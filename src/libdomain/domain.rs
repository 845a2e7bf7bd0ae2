// Copyright 2015 Pierre Talbot (IRCAM)

// Licensed under the Apache License, Version 2.0 (the "License");
// you may not use this file except in compliance with the License.
// You may obtain a copy of the License at

//     http://www.apache.org/licenses/LICENSE-2.0

// Unless required by applicable law or agreed to in writing, software
// distributed under the License is distributed on an "AS IS" BASIS,
// WITHOUT WARRANTIES OR CONDITIONS OF ANY KIND, either express or implied.
// See the License for the specific language governing permissions and
// limitations under the License.

//! Domains mixing discrete and interval representations.
//!
//! A [`Domain`] is either an [`EquivalenceSet`] or an [`IntervalSet`]. Operations between two equivalence sets stay discrete; as soon as one operand is an interval set, the equivalence set is converted to singleton ranges first and the interval algorithm runs.
//!
//! The same mixing is available directly on the two set types through the `gcollections` operations with a foreign right-hand side (`Union<IntervalSet<T>> for EquivalenceSet<T>`...) and through `PartialEq`/`PartialOrd` between them.
//!
//! # Examples
//!
//! ```rust
//! use domain::{iter_domain_endpoints, Domain, EquivalenceSet, Extended, IntervalSet, Range};
//!
//! let discrete = Domain::from(EquivalenceSet::new(vec![3, 12]));
//! let dense = Domain::from(IntervalSet::from(Range::closed(Some(0), Some(10)).unwrap()));
//!
//! let meet = &discrete & &dense;
//! assert!(meet.contains(&3));
//! assert!(!meet.contains(&12));
//!
//! let bounds: Vec<_> = iter_domain_endpoints(&[discrete, dense]).collect();
//! assert_eq!(bounds, vec![
//!   Extended::Finite(3), Extended::Finite(12),
//!   Extended::Finite(0), Extended::Finite(10)]);
//! ```

use crate::bound::Extended;
use crate::equivalence_set::EquivalenceSet;
use crate::interval_set::IntervalSet;
use crate::ops::{inclusion_order, Sample};
use gcollections::ops::*;
use serde::{Deserialize, Serialize};
use std::borrow::Cow;
use std::cmp::Ordering;
use std::hash::Hash;
use std::ops::{BitAnd, BitOr, Sub};

#[derive(Debug, Clone, Serialize, Deserialize)]
#[serde(bound(
  serialize = "T: Serialize + PartialEq",
  deserialize = "T: Deserialize<'de> + Ord + Hash"))]
pub enum Domain<T> {
  Equivalence(EquivalenceSet<T>),
  Interval(IntervalSet<T>),
}

impl<T: Eq + Hash> Domain<T>
{
  pub fn is_empty(&self) -> bool {
    match self {
      Domain::Equivalence(e) => e.is_empty(),
      Domain::Interval(s) => s.is_empty()
    }
  }
}

impl<T: Ord + Hash + Clone> Domain<T>
{
  /// The domain as an interval set, converting an equivalence set to singleton ranges.
  pub fn to_interval_set(&self) -> Cow<IntervalSet<T>> {
    match self {
      Domain::Equivalence(e) => Cow::Owned(e.to_interval_set()),
      Domain::Interval(s) => Cow::Borrowed(s)
    }
  }

  fn combine(&self, other: &Domain<T>,
    discrete: fn(&EquivalenceSet<T>, &EquivalenceSet<T>) -> EquivalenceSet<T>,
    dense: fn(&IntervalSet<T>, &IntervalSet<T>) -> IntervalSet<T>) -> Domain<T>
  {
    match (self, other) {
      (Domain::Equivalence(a), Domain::Equivalence(b)) => Domain::Equivalence(discrete(a, b)),
      _ => Domain::Interval(dense(&self.to_interval_set(), &other.to_interval_set()))
    }
  }

  pub fn union(&self, other: &Domain<T>) -> Domain<T> {
    self.combine(other, EquivalenceSet::union, IntervalSet::union)
  }

  pub fn intersection(&self, other: &Domain<T>) -> Domain<T> {
    self.combine(other, EquivalenceSet::intersection, IntervalSet::intersection)
  }

  pub fn difference(&self, other: &Domain<T>) -> Domain<T> {
    self.combine(other, EquivalenceSet::difference, IntervalSet::difference)
  }

  pub fn contains(&self, value: &T) -> bool {
    match self {
      Domain::Equivalence(e) => e.contains(value),
      Domain::Interval(s) => s.contains(value)
    }
  }

  pub fn is_subset(&self, other: &Domain<T>) -> bool {
    match (self, other) {
      (Domain::Equivalence(a), Domain::Equivalence(b)) => a.is_subset(b),
      _ => self.to_interval_set().is_subset(&other.to_interval_set())
    }
  }

  /// The smallest and the largest endpoint of the domain, a single item when both are the same value and nothing for an empty domain.
  pub fn endpoints(&self) -> Endpoints<T> {
    match self {
      Domain::Equivalence(e) => {
        let low = e.iter().min().cloned().map(Extended::Finite);
        let high = e.iter().max().cloned().map(Extended::Finite);
        Endpoints::new(low, high)
      }
      Domain::Interval(s) => {
        let low = s.ranges().first().map(|r| r.lower().value().clone());
        let high = s.ranges().last().map(|r| r.upper().value().clone());
        Endpoints::new(low, high)
      }
    }
  }
}

impl<T: Eq + Hash + Clone> Sample for Domain<T>
{
  type Item = T;

  fn sample(&self) -> Option<&T> {
    match self {
      Domain::Equivalence(e) => e.sample(),
      Domain::Interval(s) => s.sample()
    }
  }
}

impl<T> From<EquivalenceSet<T>> for Domain<T>
{
  fn from(e: EquivalenceSet<T>) -> Domain<T> {
    Domain::Equivalence(e)
  }
}

impl<T> From<IntervalSet<T>> for Domain<T>
{
  fn from(s: IntervalSet<T>) -> Domain<T> {
    Domain::Interval(s)
  }
}

impl<T: Ord + Hash + Clone> PartialEq for Domain<T>
{
  fn eq(&self, other: &Domain<T>) -> bool {
    match (self, other) {
      (Domain::Equivalence(a), Domain::Equivalence(b)) => a == b,
      (Domain::Interval(a), Domain::Interval(b)) => a == b,
      _ => self.to_interval_set() == other.to_interval_set()
    }
  }
}

impl<T: Ord + Hash + Clone> Eq for Domain<T> {}

impl<T: Ord + Hash + Clone> PartialOrd for Domain<T>
{
  fn partial_cmp(&self, other: &Domain<T>) -> Option<Ordering> {
    inclusion_order(self.is_subset(other), other.is_subset(self))
  }
}

forward_all_binop!(impl[Ord + Hash + Clone] BitOr, bitor for Domain => union);
forward_all_binop!(impl[Ord + Hash + Clone] BitAnd, bitand for Domain => intersection);
forward_all_binop!(impl[Ord + Hash + Clone] Sub, sub for Domain => difference);

set_op_impl!(impl[Ord + Hash + Clone]
  Union, union for Domain;
  Intersection, intersection for Domain;
  Difference, difference for Domain);

// Set operations where one side is an equivalence set and the other an interval set; the result is an interval set.
macro_rules! mixed_op_impl
{
  ( $( $t:ident, $m:ident );* ) =>
  {$(
    impl<T: Ord + Hash + Clone> $t<IntervalSet<T>> for EquivalenceSet<T>
    {
      type Output = IntervalSet<T>;

      fn $m(&self, other: &IntervalSet<T>) -> IntervalSet<T> {
        IntervalSet::$m(&self.to_interval_set(), other)
      }
    }

    impl<T: Ord + Hash + Clone> $t<EquivalenceSet<T>> for IntervalSet<T>
    {
      type Output = IntervalSet<T>;

      fn $m(&self, other: &EquivalenceSet<T>) -> IntervalSet<T> {
        IntervalSet::$m(self, &other.to_interval_set())
      }
    }
  )*}
}

mixed_op_impl! {
  Union, union;
  Intersection, intersection;
  Difference, difference
}

impl<T: Ord + Hash + Clone> Subset<IntervalSet<T>> for EquivalenceSet<T>
{
  fn is_subset(&self, other: &IntervalSet<T>) -> bool {
    self.to_interval_set().is_subset(other)
  }
}

impl<T: Ord + Hash + Clone> Subset<EquivalenceSet<T>> for IntervalSet<T>
{
  fn is_subset(&self, other: &EquivalenceSet<T>) -> bool {
    IntervalSet::is_subset(self, &other.to_interval_set())
  }
}

impl<T: Ord + Hash + Clone> PartialEq<IntervalSet<T>> for EquivalenceSet<T>
{
  fn eq(&self, other: &IntervalSet<T>) -> bool {
    self.to_interval_set() == *other
  }
}

impl<T: Ord + Hash + Clone> PartialEq<EquivalenceSet<T>> for IntervalSet<T>
{
  fn eq(&self, other: &EquivalenceSet<T>) -> bool {
    *self == other.to_interval_set()
  }
}

impl<T: Ord + Hash + Clone> PartialOrd<IntervalSet<T>> for EquivalenceSet<T>
{
  fn partial_cmp(&self, other: &IntervalSet<T>) -> Option<Ordering> {
    self.to_interval_set().partial_cmp(other)
  }
}

impl<T: Ord + Hash + Clone> PartialOrd<EquivalenceSet<T>> for IntervalSet<T>
{
  fn partial_cmp(&self, other: &EquivalenceSet<T>) -> Option<Ordering> {
    self.partial_cmp(&other.to_interval_set())
  }
}

/// Iterator over the endpoints of one domain, see [`Domain::endpoints`].
#[derive(Debug, Clone)]
pub struct Endpoints<T> {
  low: Option<Extended<T>>,
  high: Option<Extended<T>>,
}

impl<T: PartialEq> Endpoints<T>
{
  fn new(low: Option<Extended<T>>, high: Option<Extended<T>>) -> Endpoints<T> {
    let high = if high == low { None } else { high };
    Endpoints { low, high }
  }
}

impl<T> Iterator for Endpoints<T>
{
  type Item = Extended<T>;

  fn next(&mut self) -> Option<Extended<T>> {
    self.low.take().or_else(|| self.high.take())
  }
}

/// Lazily yields, for each domain in turn, its smallest and largest endpoint.
///
/// A domain reduced to one value yields it once and an empty domain yields nothing. Interval sets may yield the infinite sentinels. The sequence is computed on demand, call the function again to restart it.
pub fn iter_domain_endpoints<'a, T, I>(domains: I) -> impl Iterator<Item=Extended<T>> + 'a where
 I: IntoIterator<Item=&'a Domain<T>>,
 I::IntoIter: 'a,
 T: Ord + Hash + Clone + 'a
{
  domains.into_iter().flat_map(Domain::endpoints)
}

#[cfg(test)]
mod tests {
  use super::*;
  use crate::range::Range;

  fn eq(values: Vec<i32>) -> Domain<i32> {
    Domain::from(EquivalenceSet::new(values))
  }

  fn iv(ranges: Vec<(i32, i32)>) -> Domain<i32> {
    Domain::from(ranges.into_iter()
      .map(|(a, b)| Range::closed(Some(a), Some(b)).unwrap())
      .collect::<IntervalSet<i32>>())
  }

  #[test]
  fn discrete_operations_stay_discrete() {
    let u = &eq(vec![1, 2]) | &eq(vec![2, 3]);
    assert!(matches!(u, Domain::Equivalence(_)));
    assert_eq!(u, eq(vec![1, 2, 3]));
    assert_eq!(&eq(vec![1, 2]) & &eq(vec![2, 3]), eq(vec![2]));
    assert_eq!(&eq(vec![1, 2]) - &eq(vec![2, 3]), eq(vec![1]));
  }

  #[test]
  fn mixed_operations_become_intervals() {
    // Note: the first number is the test id, so it should be easy to identify which test has failed.
    let cases = vec![
      (1, eq(vec![1, 5]), iv(vec![(0, 2)]), iv(vec![(0, 2), (5, 5)]), iv(vec![(1, 1)])),
      (2, iv(vec![(0, 2)]), eq(vec![1, 5]), iv(vec![(0, 2), (5, 5)]), iv(vec![(1, 1)])),
      (3, eq(vec![]), iv(vec![(0, 2)]), iv(vec![(0, 2)]), iv(vec![])),
      (4, eq(vec![2, 3]), iv(vec![(2, 3)]), iv(vec![(2, 3)]), iv(vec![(2, 2), (3, 3)])),
    ];
    for (id, a, b, union, inter) in cases {
      let u = &a | &b;
      assert!(matches!(u, Domain::Interval(_)), "test #{}: mixed union is an interval set", id);
      assert_eq!(u, union, "test #{} of union", id);
      assert_eq!(&a & &b, inter, "test #{} of intersection", id);
    }
  }

  #[test]
  fn mixed_difference() {
    let d = &iv(vec![(0, 10)]) - &eq(vec![5]);
    let expected = Domain::from(IntervalSet::new(vec![
      Range::open_right(Some(0), Some(5)).unwrap(),
      Range::open_left(Some(5), Some(10)).unwrap()]));
    assert_eq!(d, expected);
    assert_eq!(&eq(vec![1, 5, 20]) - &iv(vec![(0, 10)]), eq(vec![20]));
  }

  #[test]
  fn mixed_comparisons() {
    assert_eq!(eq(vec![1, 2]), iv(vec![(1, 1), (2, 2)]));
    assert!(eq(vec![1, 2]) < iv(vec![(0, 5)]));
    assert!(iv(vec![(0, 5)]) > eq(vec![1, 2]));
    assert_eq!(eq(vec![1, 9]).partial_cmp(&iv(vec![(0, 5)])), None);
    assert!(eq(vec![]) <= iv(vec![]));
  }

  #[test]
  fn domain_set_traits() {
    assert_eq!(Union::union(&eq(vec![1]), &iv(vec![(2, 3)])), iv(vec![(1, 1), (2, 3)]));
    assert_eq!(Intersection::intersection(&eq(vec![1, 2]), &eq(vec![2, 5])), eq(vec![2]));
    assert_eq!(Difference::difference(&iv(vec![(0, 4)]), &iv(vec![(0, 4)])), iv(vec![]));
  }

  #[test]
  fn mixed_set_traits() {
    let e = EquivalenceSet::new(vec![1, 4]);
    let s: IntervalSet<i32> = IntervalSet::from(Range::closed(Some(0), Some(2)).unwrap());
    assert_eq!(Union::union(&e, &s).interval_count(), 2);
    assert_eq!(Intersection::intersection(&s, &e), EquivalenceSet::new(vec![1]));
    assert!(!Subset::is_subset(&e, &s));
    assert!(Subset::is_subset(&EquivalenceSet::new(vec![2]), &s));
    assert!(e != s);
    assert!(EquivalenceSet::new(vec![1]) < s);
  }

  #[test]
  fn sample() {
    assert_eq!(iv(vec![(3, 4)]).sample(), Some(&3));
    assert_eq!(eq(vec![7]).sample(), Some(&7));
    assert_eq!(eq(vec![]).sample(), None);
  }

  #[test]
  fn endpoints() {
    let cases = vec![
      (1, eq(vec![]), vec![]),
      (2, eq(vec![4]), vec![Extended::Finite(4)]),
      (3, eq(vec![9, 4, 6]), vec![Extended::Finite(4), Extended::Finite(9)]),
      (4, iv(vec![]), vec![]),
      (5, iv(vec![(2, 2)]), vec![Extended::Finite(2)]),
      (6, iv(vec![(2, 3), (7, 8)]), vec![Extended::Finite(2), Extended::Finite(8)]),
      (7, Domain::from(IntervalSet::from(Range::closed(None, Some(1)).unwrap())),
        vec![Extended::NegInfinity, Extended::Finite(1)]),
    ];
    for (id, d, expected) in cases {
      assert_eq!(d.endpoints().collect::<Vec<_>>(), expected, "test #{} of endpoints", id);
    }
  }

  #[test]
  fn iter_endpoints_is_lazy_and_restartable() {
    let domains = vec![eq(vec![5]), iv(vec![]), iv(vec![(0, 1), (3, 9)])];
    let mut it = iter_domain_endpoints(&domains);
    assert_eq!(it.next(), Some(Extended::Finite(5)));
    assert_eq!(it.next(), Some(Extended::Finite(0)));
    let all: Vec<_> = iter_domain_endpoints(&domains).collect();
    assert_eq!(all, vec![Extended::Finite(5), Extended::Finite(0), Extended::Finite(9)]);
  }

  #[test]
  fn json_round_trip() {
    for d in vec![eq(vec![1, 2, 3]), iv(vec![(0, 1), (4, 6)]), iv(vec![])] {
      let json = serde_json::to_string(&d).unwrap();
      let back: Domain<i32> = serde_json::from_str(&json).unwrap();
      assert_eq!(back, d);
    }
  }
}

Problem description: A bare number is required: the count of lines above with the string "None".

Response: 4